I lived in a shanty-like neighbourhood that was called The Alley.  This alleyway was really just a dirt track that connected several tiny houses, crowded together in a small space.  Everyone knew their neighbour and their neighbours' business, which was avidly discussed on many an idle evening, across back fences and front stoops.  The house I lived in was a two bedroom affair with no hallway and was just barely adequate for a family of four.  My neighbours included Miss Chewitt, who lived in the house behind mine, with her daughter, son in law and grandchild.  Adjacent to Miss Chewitt, was the postman whose name I never knew but I always called him Whistler.   

It was Friday, just a few days before All Hallows Eve.  There's no season called autumn on the Island but night comes quickly at this time of year.  When Venus appeared in the bleached-blue sky and the shadows grew thick in the corners of the yard, I knew it was time to close the windows against the night air.  We didn't have many and my job was simple ― wind down the louvers in the living room and kitchen, pull in the shutters in both bedrooms and hook them in place.  

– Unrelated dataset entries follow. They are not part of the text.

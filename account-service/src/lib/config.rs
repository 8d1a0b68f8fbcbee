use std::env;

use config::Config as ConfigBuilder;
use config::ConfigError;
use config::Environment;
use config::File;
use serde::Deserialize;

/// Signing secrets that must never reach a running deployment.
const PLACEHOLDER_SECRETS: [&str; 5] = [
    "your-secret-key",
    "changeme",
    "change-me",
    "secret",
    "jwt-secret",
];

/// Upper bound on token lifetime: one hundred years.
pub const MAX_TOKEN_TTL_HOURS: i64 = 24 * 365 * 100;

#[derive(Debug, Deserialize, Clone)]
pub struct Config {
    pub run_mode: String,
    pub database: DatabaseConfig,
    pub server: ServerConfig,
    pub jwt: JwtConfig,
}

#[derive(Debug, Deserialize, Clone)]
pub struct DatabaseConfig {
    pub url: String,
    pub max_connections: u32,
}

#[derive(Debug, Deserialize, Clone)]
pub struct ServerConfig {
    pub http_port: u16,
    pub cors_origin: String,
}

#[derive(Deserialize, Clone)]
pub struct JwtConfig {
    #[serde(default)]
    pub secret: String,
    pub expiration_hours: i64,
}

// Redacted: the secret never reaches logs.
impl std::fmt::Debug for JwtConfig {
    fn fmt(&self, f: &mut std::fmt::Formatter<'_>) -> std::fmt::Result {
        f.debug_struct("JwtConfig")
            .field("secret", &"<redacted>")
            .field("expiration_hours", &self.expiration_hours)
            .finish()
    }
}

impl Config {
    /// Load configuration from files with environment variable overrides
    ///
    /// Priority (highest to lowest):
    /// 1. Environment variables (JWT__SECRET, DATABASE__URL, SERVER__HTTP_PORT, etc.)
    /// 2. Environment-specific config file (config/{RUN_MODE}.toml)
    /// 3. Default config file (config/default.toml)
    /// 4. Built-in defaults (24 hour tokens, port 8080)
    pub fn load() -> Result<Self, ConfigError> {
        let run_mode = env::var("RUN_MODE").unwrap_or_else(|_| "development".to_string());

        let configuration = ConfigBuilder::builder()
            .set_default("database.max_connections", 5)?
            .set_default("server.http_port", 8080)?
            .set_default("server.cors_origin", "http://localhost:3000")?
            .set_default("jwt.expiration_hours", 24)?
            .add_source(File::with_name("config/default").required(false))
            .add_source(File::with_name(&format!("config/{}", run_mode)).required(false))
            // Example: JWT__SECRET=... overrides jwt.secret
            .add_source(Environment::default().separator("__"))
            .set_override("run_mode", run_mode)?
            .build()?;

        configuration.try_deserialize()
    }

    /// Reject settings the service must not start with.
    ///
    /// # Errors
    /// * `Message` - Empty or placeholder secret, or token lifetime outside
    ///   `1..=MAX_TOKEN_TTL_HOURS`
    pub fn validate(&self) -> Result<(), ConfigError> {
        let secret = self.jwt.secret.trim();
        if secret.is_empty() {
            return Err(ConfigError::Message(
                "jwt.secret must be set (JWT__SECRET)".to_string(),
            ));
        }
        if PLACEHOLDER_SECRETS
            .iter()
            .any(|p| secret.eq_ignore_ascii_case(p))
        {
            return Err(ConfigError::Message(
                "jwt.secret is a placeholder value".to_string(),
            ));
        }
        if self.jwt.expiration_hours <= 0 {
            return Err(ConfigError::Message(
                "jwt.expiration_hours must be positive".to_string(),
            ));
        }
        if self.jwt.expiration_hours > MAX_TOKEN_TTL_HOURS {
            return Err(ConfigError::Message(format!(
                "jwt.expiration_hours must be at most {}",
                MAX_TOKEN_TTL_HOURS
            )));
        }
        Ok(())
    }

    pub fn is_production(&self) -> bool {
        self.run_mode.eq_ignore_ascii_case("production")
    }
}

I was tugging at the stubborn shutter in the bedroom that my little sister and I shared, leaning half out the window frame to do it, when suddenly, every single hair on my body began standing on end.  The tree frogs stopped singing and there was a sort of suffocating hush, an odd change of pressure in the air that made my head feel as though it were caught in a vice.  Some instinct caused me to look towards Whistler's house and what I saw there almost made me swallow my tongue in fear.  

Visible in the window of the dilapidated wooden house, was a shadow blacker than tar ― a shape, yet not a shape as it had no known proportions.  But it had eyes; red, glowing eyes, floating in a mass of impossible blackness and on what passed for a head, was a protrusion that resembled horns.  More terrifying still was the overwhelming sense of wrongness that emanated from the thing. 
  
I stood on tiptoe, frozen half-in and half-out of the window, incapable of movement, incapable of making a sound, eyes bulging as I tried to make sense of what I was seeing.   What is that?  Oh God, what is that?  Am I awake?  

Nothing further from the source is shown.